***** Recorded data *****

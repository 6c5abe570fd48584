use crate::foundation::geometry::clamp_u8;

/// One RGB pixel.
pub type Rgb8 = [u8; 3];

/// Composite a straight-alpha source pixel over a destination pixel.
///
/// Colors are weighted by `src_a / 255` and `dst_a * (255 - src_a) / 255²`
/// without renormalizing by the output alpha, which makes the result exact
/// Porter-Duff "over" whenever the destination is opaque.
pub fn over(src: Rgb8, src_a: u8, dst: Rgb8, dst_a: u8) -> (Rgb8, u8) {
    let sa = f64::from(src_a);
    let da = f64::from(dst_a);
    let inv = 255.0 - sa;

    let mut out = [0u8; 3];
    for i in 0..3 {
        let sc = f64::from(src[i]) * sa / 255.0;
        let dc = f64::from(dst[i]) * da * inv / 65025.0;
        out[i] = clamp_u8(sc + dc);
    }
    let out_a = clamp_u8(sa + da * inv / 255.0);
    (out, out_a)
}

#[cfg(test)]
#[path = "../../tests/unit/bitmap/blend.rs"]
mod tests;
use crate::elements::canvas::Canvas;

/// Minimal document exposing the one element factory canvas code relies on.
#[derive(Clone, Copy, Debug, Default)]
pub struct Document;

impl Document {
    /// A new document.
    pub fn new() -> Self {
        Self
    }

    /// New empty canvas.
    pub fn create_canvas(&self) -> Canvas {
        Canvas::new()
    }
}

/// Shorthand for `Document::new().create_canvas()`.
pub fn create_canvas() -> Canvas {
    Document.create_canvas()
}
//! Layout helpers built on the 2D context: tiling and overlaying sources.

use crate::{
    elements::{canvas::Canvas, document::create_canvas, source::CanvasImageSource},
    foundation::error::CleaveResult,
};

/// Vertical placement of tiles shorter than the tallest one.
#[derive(Clone, Copy, Debug, Default, PartialEq, Eq, serde::Serialize, serde::Deserialize)]
#[serde(rename_all = "lowercase")]
pub enum VerticalAlign {
    /// Flush with the top edge.
    Top,
    /// Centered, rounding the offset down.
    #[default]
    Middle,
    /// Flush with the bottom edge.
    Bottom,
}

/// Lay `sources` out left to right, `gap` pixels apart, on a new canvas as
/// wide as the row and as tall as the tallest source.
#[tracing::instrument(skip_all, fields(count = sources.len(), align = ?align, gap = gap))]
pub fn tile_right(
    sources: &[CanvasImageSource<'_>],
    align: VerticalAlign,
    gap: u32,
) -> CleaveResult<Canvas> {
    let dims: Vec<(u32, u32)> = sources.iter().map(|s| s.dimensions()).collect();
    let gaps = u64::from(gap) * dims.len().saturating_sub(1) as u64;
    let width = dims.iter().map(|&(w, _)| u64::from(w)).sum::<u64>() + gaps;
    let height = dims.iter().map(|&(_, h)| h).max().unwrap_or(0);

    let mut canvas = create_canvas();
    canvas.set_width(width as f64)?;
    canvas.set_height(f64::from(height))?;
    tracing::debug!(width, height, "tile canvas sized");

    let mut ctx = canvas.context_2d(None);
    let mut x = 0i64;
    for (source, &(w, h)) in sources.iter().zip(&dims) {
        let y = match align {
            VerticalAlign::Top => 0,
            VerticalAlign::Middle => (height - h) / 2,
            VerticalAlign::Bottom => height - h,
        };
        ctx.draw_image(*source, x, i64::from(y))?;
        x += i64::from(w) + i64::from(gap);
    }
    Ok(canvas)
}

/// Draw `overlay` over an optional `background` on a new canvas.
///
/// The canvas takes the background's size (0x0 without one). The overlay
/// goes at `offset`, or centered when `None`.
#[tracing::instrument(skip_all, fields(offset = ?offset, has_background = background.is_some()))]
pub fn overlay(
    overlay: CanvasImageSource<'_>,
    background: Option<CanvasImageSource<'_>>,
    offset: Option<(i64, i64)>,
) -> CleaveResult<Canvas> {
    let mut canvas = create_canvas();
    if let Some(background) = background {
        let (w, h) = background.dimensions();
        canvas.set_width(f64::from(w))?;
        canvas.set_height(f64::from(h))?;
    }

    let (ow, oh) = overlay.dimensions();
    let (cw, ch) = (f64::from(canvas.width()), f64::from(canvas.height()));
    let (x, y) = offset.unwrap_or_else(|| {
        (
            round_half_up(cw / 2.0 - f64::from(ow) / 2.0),
            round_half_up(ch / 2.0 - f64::from(oh) / 2.0),
        )
    });

    let mut ctx = canvas.context_2d(None);
    if let Some(background) = background {
        ctx.draw_image(background, 0, 0)?;
    }
    ctx.draw_image(overlay, x, y)?;
    Ok(canvas)
}

fn round_half_up(v: f64) -> i64 {
    (v + 0.5).floor() as i64
}

#[cfg(test)]
#[path = "../tests/unit/compose.rs"]
mod tests;
/// Upper bound for a bitmap allocation, measured as 4 bytes per pixel.
pub const MAX_BITMAP_BYTES: u64 = 1 << 30;

/// Integer pixel rectangle. Width and height may be negative, meaning the
/// rectangle extends left/up from its origin.
///
/// Edge arithmetic saturates at the `i64` range.
#[derive(Clone, Copy, Debug, Default, PartialEq, Eq, Hash, serde::Serialize, serde::Deserialize)]
pub struct Rect {
    /// Left edge.
    pub x: i64,
    /// Top edge.
    pub y: i64,
    /// Horizontal extent; negative extends left.
    pub width: i64,
    /// Vertical extent; negative extends up.
    pub height: i64,
}

impl Rect {
    /// Rectangle with origin `(x, y)` and the given extents.
    pub fn new(x: i64, y: i64, width: i64, height: i64) -> Self {
        Self {
            x,
            y,
            width,
            height,
        }
    }

    /// Equivalent rectangle with non-negative width and height.
    pub fn normalized(self) -> Self {
        let mut r = self;
        if r.width < 0 {
            r.x = r.x.saturating_add(r.width);
            r.width = r.width.saturating_neg();
        }
        if r.height < 0 {
            r.y = r.y.saturating_add(r.height);
            r.height = r.height.saturating_neg();
        }
        r
    }

    /// True when either extent is zero.
    pub fn is_empty(self) -> bool {
        self.width == 0 || self.height == 0
    }

    /// Exclusive right edge, saturating at the `i64` range.
    pub fn right(self) -> i64 {
        self.x.saturating_add(self.width)
    }

    /// Exclusive bottom edge, saturating at the `i64` range.
    pub fn bottom(self) -> i64 {
        self.y.saturating_add(self.height)
    }

    /// True when the (normalized) rectangle shares no pixel with `0..width x 0..height`.
    pub fn misses(self, width: u32, height: u32) -> bool {
        let r = self.normalized();
        r.x >= i64::from(width) || r.y >= i64::from(height) || r.right() <= 0 || r.bottom() <= 0
    }
}

/// Dirty rectangle for `putImageData`, in the canvas API's floating-point units.
#[derive(Clone, Copy, Debug, PartialEq, serde::Serialize, serde::Deserialize)]
pub struct DirtyRect {
    /// Left edge within the image data.
    pub x: f64,
    /// Top edge within the image data.
    pub y: f64,
    /// Width; must not be negative.
    pub width: f64,
    /// Height; must not be negative.
    pub height: f64,
}

impl DirtyRect {
    /// Dirty rectangle at `(x, y)` with the given size.
    pub fn new(x: f64, y: f64, width: f64, height: f64) -> Self {
        Self {
            x,
            y,
            width,
            height,
        }
    }
}

/// Coerce a canvas-style numeric dimension: negative, NaN and infinite values
/// become 0, fractions truncate toward zero.
pub fn dimension_from_f64(value: f64) -> u64 {
    if !value.is_finite() || value <= 0.0 {
        0
    } else {
        value.trunc() as u64
    }
}

/// Truncate a finite coordinate toward zero. NaN maps to 0.
pub(crate) fn coordinate_from_f64(value: f64) -> i64 {
    value.trunc() as i64
}

/// Clamp a blended channel value into a byte, rounding half to even.
pub(crate) fn clamp_u8(value: f64) -> u8 {
    value.round_ties_even().clamp(0.0, 255.0) as u8
}

#[cfg(test)]
#[path = "../../tests/unit/foundation/geometry.rs"]
mod tests;
pub mod blend;
pub mod draw;
pub mod image_bitmap;
pub mod image_data;
pub mod raw;
pub mod transfer;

*****

Task details:
Search the preceding listing for the word "alpha" and pull out every line that holds it.

Response to the exercise:
/// Composite a straight-alpha source pixel over a destination pixel.
/// without renormalizing by the output alpha, which makes the result exact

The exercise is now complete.